Karakteristik Kegiatan Kokurikuler

Karakteristik kegiatan kokurikuler bersifat fleksibel dan kontekstual, serta dapat dilaksanakan dalam berbagai bentuk sesuai kebutuhan dan kekhasan satuan pendidikan. Namun demikian, kegiatan okurikuler tidak dirancang secara acak atau sekadar tambahan kegiatan. Kegiatan harus berangkat dari identifikasi dimensi profil lulusan yang ingin dikuatkan atau diperdalam.

Dengan menentukan terlebih dahulu aspek dimensi profil lulusan yang menjadi fokus, satuan pendidikan dapat merancang kegiatan kokurikuler yang relevan dan berdampak.

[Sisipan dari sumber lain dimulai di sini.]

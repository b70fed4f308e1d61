//! Group reference parsing and validation
//!
//! Implements the reference format accepted on the command line: KIND:ID

use crate::GroupKind;
use std::fmt;
use std::str::FromStr;

/// Reference to a mix, album or playlist using format KIND:ID
///
/// The kind is case-insensitive and normalized to lowercase. The id is kept
/// verbatim because remote ids (hex mix ids, playlist UUIDs) are case-sensitive.
///
/// # Examples
///
/// ```
/// use mix_downloader::identifier::GroupRef;
/// use mix_downloader::GroupKind;
///
/// let group = GroupRef::parse("MIX:0123456789abcdef").unwrap();
/// assert_eq!(group.kind(), GroupKind::Mix);
/// assert_eq!(group.id(), "0123456789abcdef");
/// ```
#[derive(Debug, Clone, PartialEq, Eq, Hash)]
pub struct GroupRef {
    kind: GroupKind,
    id: String,
}

impl GroupRef {
    /// Build a reference from its parts, validating the id
    pub fn new(kind: GroupKind, id: impl Into<String>) -> Result<Self, IdentifierError> {
        let id = id.into();
        validate_id(&id)?;
        Ok(Self { kind, id })
    }

    /// Parse a reference string into a GroupRef
    ///
    /// # Format
    ///
    /// `KIND:ID` where KIND is one of `mix`, `album`, `playlist`.
    ///
    /// # Errors
    ///
    /// Returns an error if the format is invalid, the kind is unknown or the id
    /// contains characters outside `[A-Za-z0-9_-]`.
    pub fn parse(s: &str) -> Result<Self, IdentifierError> {
        let (kind, id) = s.trim().split_once(':').ok_or_else(|| {
            IdentifierError::InvalidFormat(
                "invalid group reference format: expected KIND:ID".to_string(),
            )
        })?;

        let kind = GroupKind::from_str(kind).map_err(IdentifierError::UnknownKind)?;
        Self::new(kind, id.trim())
    }

    /// Get the group kind
    pub fn kind(&self) -> GroupKind {
        self.kind
    }

    /// Get the remote group id
    pub fn id(&self) -> &str {
        &self.id
    }

    /// Convert the reference to a filesystem-safe name
    ///
    /// # Examples
    ///
    /// ```
    /// use mix_downloader::identifier::GroupRef;
    ///
    /// let group = GroupRef::parse("album:77646168").unwrap();
    /// assert_eq!(group.to_filesystem_safe(), "album_77646168");
    /// ```
    pub fn to_filesystem_safe(&self) -> String {
        format!("{}_{}", self.kind, self.id)
    }
}

impl fmt::Display for GroupRef {
    fn fmt(&self, f: &mut fmt::Formatter<'_>) -> fmt::Result {
        write!(f, "{}:{}", self.kind, self.id)
    }
}

impl FromStr for GroupRef {
    type Err = IdentifierError;

    fn from_str(s: &str) -> Result<Self, Self::Err> {
        Self::parse(s)
    }
}

fn validate_id(id: &str) -> Result<(), IdentifierError> {
    if id.is_empty() {
        return Err(IdentifierError::InvalidFormat(
            "id component cannot be empty".to_string(),
        ));
    }

    if let Some(bad) = id
        .chars()
        .find(|c| !(c.is_ascii_alphanumeric() || *c == '-' || *c == '_'))
    {
        return Err(IdentifierError::InvalidFormat(format!(
            "id contains unsupported character {bad:?}"
        )));
    }

    Ok(())
}

/// Errors that can occur during group reference parsing
#[derive(Debug, thiserror::Error)]
pub enum IdentifierError {
    /// Invalid reference format
    #[error("identifier error: {0}")]
    InvalidFormat(String),

    /// Kind component is not mix, album or playlist
    #[error("identifier error: {0}")]
    UnknownKind(String),
}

Sebuah kegiatan dapat dikembangkan sebagai bagian dari kokurikuler jika bertujuan untuk memperkuat delapan dimensi profil lulusan, menunjang kegiatan intrakurikuler baik secara langsung maupun tidak langsung, serta memberi pengalaman belajar yang bermakna dan kontekstual bagi murid.

Dalam konteks ini, kokurikuler dapat dilaksanakan dalam tiga cara, yaitu: 1) pembelajaran kolaboratif lintas disiplin ilmu; 2) Gerakan Tujuh Kebiasaan Anak Indonesia Hebat (7 KAIH); dan/atau 3) cara lainnya. Cara lainnya mengacu pada kurikulum satuan pendidikan dan/atau kebijakan pemerintah.

Satuan pendidikan dapat memilih cara pelaksanaan kokurikuler disesuaikan dengan analisis potensi dan kebutuhan. Kriteria kegiatan kokurikuler adalah:

  1. Memiliki tujuan untuk memperkuat satu atau lebih dari delapan dimensi profil lulusan.
  2. Mengembangkan tema sebagai muatan pembelajaran yang relevan dengan konteks sosial budaya dan karakteristik murid.3. Mengelola alokasi waktu secara fleksibel mengacu pada struktur kurikulum yang berlaku.
  3. Mengembangkan rangkaian kegiatan secara terencana (memuat tujuan, langkah-langkah elaksanaan, dan asesmen).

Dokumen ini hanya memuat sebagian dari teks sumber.